別に僕は「読書」を崇高なものだと考えているわけではない。活字中毒の僕にとって、「読書」は、崇高どころかもはや趣味ですらない。「中毒」なのだから、それはもうニコチンやアルコールと同じで、「止められないからやっている」ちょっと恥ずかしい行為になっている。
ただ、読書が国語の成績を上げるためだけの手段に成り下がるのは、我慢がならない。読書はそんなことのためにあるわけではない。
「じゃぁ、何のために読書するんだよ」と言われて、なかなかうまい回答を見つけられずにいた。
で、先日僕の敬愛する朝井リョウ氏(この人は若いくせに、僕の感性にとてもぴったりくる)の『風と共にゆとりぬ』(エッセイ集)の「子どもにとっての言葉」の章にこういう文章が載っていた。感動したので、ここに引用しておきます。
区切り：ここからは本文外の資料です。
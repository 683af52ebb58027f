//! Configuration for vocabulary builds

use std::path::PathBuf;
use std::time::Duration;

use serde::{Deserialize, Serialize};

use crate::clustering::{Convergence, EngineKind, Seeding};
use crate::error::{Error, Result};
use crate::structures::{EncodingKind, VocabularyKey};

/// Where the vocabulary comes from
#[derive(Debug, Clone, PartialEq, Eq, Default, Serialize, Deserialize)]
#[serde(rename_all = "snake_case")]
pub enum VocabularySource {
    /// Sample documents and run k-means
    #[default]
    Cluster,
    /// Reuse the clusters of an existing vocabulary file
    Codebook { path: PathBuf },
}

/// Configuration for [`VocabularyBuilder`](super::VocabularyBuilder)
#[derive(Debug, Clone, Serialize, Deserialize)]
#[serde(default)]
pub struct BuilderConfig {
    pub encoding: EncodingKind,
    /// Feature type tag, part of the vocabulary key
    pub feature: String,
    /// Keypoint detector tag, part of the vocabulary key
    pub detector: String,
    /// Number of clusters (visual words)
    pub num_clusters: usize,
    /// Documents sampled for clustering, `None` for half the collection
    pub sample_docs: Option<usize>,
    /// Encoding workers, `None` for the encoding's default
    pub workers: Option<usize>,
    pub source: VocabularySource,
    pub seeding: Seeding,
    pub engine: EngineKind,
    pub convergence: Convergence,
    /// Seed for sampling and centroid seeding
    pub seed: Option<u64>,
    /// Rescale BOVW histograms to `[0, 128)`
    pub quantize: bool,
    /// Remove raw local features once a document is encoded
    pub discard_raw: bool,
    /// Directory holding vocabulary files
    pub vocabulary_dir: PathBuf,
    /// Unique identifier field used for updates
    pub id_field: String,
    /// Roll back and fail the pass if any document fails
    pub abort_on_failure: bool,
    /// Missing-only passes also re-encode documents built with another vocabulary
    pub reencode_stale: bool,
    /// Progress reporter period in milliseconds
    pub progress_interval_ms: u64,
}

impl Default for BuilderConfig {
    fn default() -> Self {
        Self {
            encoding: EncodingKind::Bovw,
            feature: "surf".to_string(),
            detector: "dog".to_string(),
            num_clusters: 512,
            sample_docs: Some(500),
            workers: None,
            source: VocabularySource::Cluster,
            seeding: Seeding::Random,
            engine: EngineKind::Auto,
            convergence: Convergence::default(),
            seed: None,
            quantize: false,
            discard_raw: false,
            vocabulary_dir: PathBuf::from("vocabularies"),
            id_field: crate::DEFAULT_ID_FIELD.to_string(),
            abort_on_failure: false,
            reencode_stale: false,
            progress_interval_ms: 1000,
        }
    }
}

impl BuilderConfig {
    pub fn from_json(json: &str) -> Result<Self> {
        let config: Self = serde_json::from_str(json)?;
        config.validate()?;
        Ok(config)
    }

    /// Reject configurations that cannot produce a vocabulary
    pub fn validate(&self) -> Result<()> {
        if self.num_clusters == 0 {
            return Err(Error::Config(
                "num_clusters must be greater than 0".to_string(),
            ));
        }
        if self.workers == Some(0) {
            return Err(Error::Config("workers must be greater than 0".to_string()));
        }
        if self.id_field.trim().is_empty() {
            return Err(Error::Config("id_field must not be empty".to_string()));
        }
        if self.convergence.max_steps == 0 || self.convergence.features_per_unit <= 0.0 {
            return Err(Error::Config(format!(
                "invalid convergence policy {:?}",
                self.convergence
            )));
        }
        self.key().map(|_| ())
    }

    pub fn key(&self) -> Result<VocabularyKey> {
        Ok(VocabularyKey::new(
            self.encoding,
            &self.feature,
            &self.detector,
            self.num_clusters,
        )?
        .with_codebook(matches!(self.source, VocabularySource::Codebook { .. })))
    }

    pub fn workers(&self) -> usize {
        self.workers.unwrap_or_else(|| self.encoding.default_workers())
    }

    pub fn progress_interval(&self) -> Duration {
        Duration::from_millis(self.progress_interval_ms.max(1))
    }
}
言葉は時に、他の何よりも、私たちのことを助けてくれる。特に、財も力もない「子ども」という時代を生き抜く上で、本から授かる言葉そのものや、本の中の多くの言葉に触れるという経験は、自分を守る盾になりうると私は思っている。
最近、悲しい事件が続いている。いじめによって、十代の子どもたちが自ら命を絶つ道を選んでいる。
子どもだった私にも、人並みには、他人から投げつけられた言葉に傷つく機会があった。その言葉がお腹の底のほうにずっしりと溜まり、固まり、重しのようになってしまい、体が動かなくなる夜もあった。
そんなとき、私を助けてくれたのは、フィクションの中とはいえ「多くの言葉に触れるという経験」だったような気がする。
心ない言葉を投げつけられたとしても、私は、それでも物語の中を生きていく主人公の姿を知っていた。そして、心ない言葉を投げつけるしかなかった人の頭の中を丁寧に描いてくれた作品だって、多くあった。フィクションの中とはいえ多くの言葉に触れていると、その言葉に現実世界で出会ったとき、それがたとえ巨大な悪意に満ちたものであったとしても、心に一枚、盾を張ることができていたような気がするのだ。(中略)
本は、言葉とともに、視点を与えてくれる。世界を見つめる視点を増やすことは、今あなたを苦しめている相手を倒す武器にはならないかもしれない。だけど、あなたの心がある一点からの圧力によって押し潰されそうになったとき、目には見えない盾を構築する要素にはなってくれるはずだ。(朝井リョウ著『風と共にゆとりぬ』より)
だから、どうか読書をしてください。